Matter of Wilson v General Mills
2010 NY Slip Op 03814 [73 AD3d 1246]
May 6, 2010
Appellate Division, Third Department
Published by New York State Law Reporting Bureau pursuant to Judiciary Law § 431.
As corrected through Wednesday, June 30, 2010


In the Matter of the Claim of Deborah Wilson, Respondent, v General Mills et al., Appellants. Workers' Compensation Board, Respondent.

[*1] Williams & Williams, Buffalo (Jared L. Garlipp of counsel), for appellants.

Andrew M. Cuomo, Attorney General, New York City (Estelle Kraushar of counsel), for Workers' Compensation Board, respondent.

Garry, J. Appeal from a decision of the Workers' Compensation Board, filed October 31, 2008, which ruled that claimant's injury arose out of and in the course of her employment and awarded workers' compensation benefits.

Claimant, a general mechanic, filed this claim for workers' compensation benefits after a coworker struck her in the face with what was variously described as an air regulator or valve. Following a hearing, a Workers' Compensation Law Judge found that the assault upon claimant stemmed from work-related differences and awarded benefits. The Workers' Compensation Board affirmed, crediting claimant's testimony regarding the circumstances and finding a sufficient nexus between the assault and the employment to support the award. The employer and its workers' compensation carrier appeal.

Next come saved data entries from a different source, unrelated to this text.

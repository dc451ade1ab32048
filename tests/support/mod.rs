//! In-memory fakes shared by the behaviour tests. Nothing here touches the
//! network or the real filesystem.

#![allow(dead_code)]

use std::collections::HashMap;
use std::future::Future;
use std::pin::Pin;
use std::sync::atomic::{AtomicUsize, Ordering};
use std::sync::{Arc, Mutex};

use econplot_core::{
    FetchFuture, FetchRequest, HttpClient, HttpError, HttpRequest, HttpResponse, Observation,
    ObservationDate, RawSeries, SeriesSource, SourceError, SourceKind,
};
use serde_json::json;

/// Canned-response transport. A request is answered by the first route whose
/// fragment appears in its URL or body; every request is recorded.
#[derive(Default)]
pub struct FakeHttpClient {
    routes: Vec<(String, HttpResponse)>,
    requests: Mutex<Vec<HttpRequest>>,
}

impl FakeHttpClient {
    pub fn new() -> Self {
        Self::default()
    }

    pub fn with_route(mut self, fragment: impl Into<String>, response: HttpResponse) -> Self {
        self.routes.push((fragment.into(), response));
        self
    }

    pub fn requests(&self) -> Vec<HttpRequest> {
        self.requests.lock().map(|log| log.clone()).unwrap_or_default()
    }

    pub fn call_count(&self) -> usize {
        self.requests().len()
    }
}

impl HttpClient for FakeHttpClient {
    fn execute<'a>(
        &'a self,
        request: HttpRequest,
    ) -> Pin<Box<dyn Future<Output = Result<HttpResponse, HttpError>> + Send + 'a>> {
        let body = request.body.clone().unwrap_or_default();
        let answer = self
            .routes
            .iter()
            .find(|(fragment, _)| request.url.contains(fragment.as_str()) || body.contains(fragment.as_str()))
            .map(|(_, response)| response.clone())
            .ok_or_else(|| HttpError::new(format!("no canned response for {}", request.url)));

        if let Ok(mut log) = self.requests.lock() {
            log.push(request);
        }
        Box::pin(async move { answer })
    }
}

/// Source serving fixed series from memory and counting fetches.
pub struct RecordingSource {
    kind: SourceKind,
    series: HashMap<String, Vec<(ObservationDate, f64)>>,
    calls: Arc<AtomicUsize>,
}

impl RecordingSource {
    pub fn new(kind: SourceKind) -> Self {
        Self {
            kind,
            series: HashMap::new(),
            calls: Arc::new(AtomicUsize::new(0)),
        }
    }

    pub fn with_series(mut self, identifier: &str, points: Vec<(ObservationDate, f64)>) -> Self {
        self.series.insert(identifier.to_owned(), points);
        self
    }

    /// Shared handle to the fetch counter, readable after the source moves
    /// into a router.
    pub fn calls(&self) -> Arc<AtomicUsize> {
        Arc::clone(&self.calls)
    }
}

impl SeriesSource for RecordingSource {
    fn kind(&self) -> SourceKind {
        self.kind
    }

    fn fetch<'a>(&'a self, req: FetchRequest) -> FetchFuture<'a> {
        self.calls.fetch_add(1, Ordering::SeqCst);
        let result = match self.series.get(&req.identifier) {
            Some(points) => Ok(RawSeries::new(
                req.identifier.clone(),
                self.kind,
                points
                    .iter()
                    .map(|(date, value)| Observation::new(*date, *value))
                    .collect(),
            )),
            None => Err(SourceError::not_found(format!(
                "series '{}' does not exist",
                req.identifier
            ))),
        };
        Box::pin(async move { result })
    }
}

pub fn date(value: &str) -> ObservationDate {
    ObservationDate::parse(value).expect("valid test date")
}

/// First-of-month dates starting at January of `year`.
pub fn monthly(year: i32, count: usize) -> Vec<ObservationDate> {
    (0..count)
        .map(|offset| {
            let months = offset as i32;
            let month = u8::try_from(months % 12 + 1).expect("month fits");
            ObservationDate::from_ymd(year + months / 12, month, 1).expect("valid date")
        })
        .collect()
}

pub fn points(dates: &[ObservationDate], values: &[f64]) -> Vec<(ObservationDate, f64)> {
    dates.iter().copied().zip(values.iter().copied()).collect()
}

/// FRED `series/observations` payload.
pub fn fred_body(observations: &[(&str, &str)]) -> String {
    let observations: Vec<_> = observations
        .iter()
        .map(|(date, value)| {
            json!({
                "realtime_start": "2024-06-01",
                "realtime_end": "2024-06-01",
                "date": date,
                "value": value,
            })
        })
        .collect();
    json!({ "units": "lin", "observations": observations }).to_string()
}

/// Successful BLS timeseries payload for one series.
pub fn bls_body(series_id: &str, data: &[(&str, &str, &str)]) -> String {
    let data: Vec<_> = data
        .iter()
        .map(|(year, period, value)| {
            json!({ "year": year, "period": period, "periodName": "", "value": value, "footnotes": [{}] })
        })
        .collect();
    json!({
        "status": "REQUEST_SUCCEEDED",
        "responseTime": 120,
        "message": [],
        "Results": { "series": [{ "seriesID": series_id, "data": data }] }
    })
    .to_string()
}

pub fn assert_close(actual: Option<f64>, expected: f64) {
    let actual = actual.expect("value should be present");
    assert!(
        (actual - expected).abs() < 1e-9,
        "expected {expected}, got {actual}"
    );
}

We affirm. "The test to determine the compensability of injuries sustained in an assault is whether the assault originated in work-related differences or purely from personal animosity between the combatants. This is a question of fact for the Board and, if an award is made, it must be sustained so long as there is any nexus, however slender, between the motivation for the [*2]assault and the employment" (Matter of Rosen v First Manhattan Bank, 202 AD2d 864, 865 [1994], affd 84 NY2d 856 [1994] [citations omitted]; see Matter of Perez v Victory Motor Inn, 2 AD3d 963, 963-964 [2003]; Matter of Russo v HRT, Inc. of Orange County, 246 AD2d 933, 933-934 [1998], lv denied 91 NY2d 815 [1998]). Claimant and her assailant had a long history of difficulties. While claimant described repeated harassment due to race and gender, she also testified that the assailant had "defamed" her abilities and work as a mechanic by stating that she was a "bad mechanic," and influencing other coworkers to believe this was true. Even the affidavit that claimant filed with the Equal Employment Opportunity Commission in support of her discrimination complaint, upon which the employer and its carrier heavily rely, may be read as suggesting that at least some of the assailant's offensive comments and conduct stemmed from a promotion and pay raise that claimant received in 2005. Crediting claimant's testimony, as the Board plainly was entitled to do (see Matter of Donovan v BOCES Rockland County, 63 AD3d 1310, 1312 [2009]), we cannot say that it erred in finding the required nexus between the underlying assault and claimant's employment.

Peters, J.P., Rose, Lahtinen and Kavanagh, JJ., concur. Ordered that the decision is affirmed, without costs.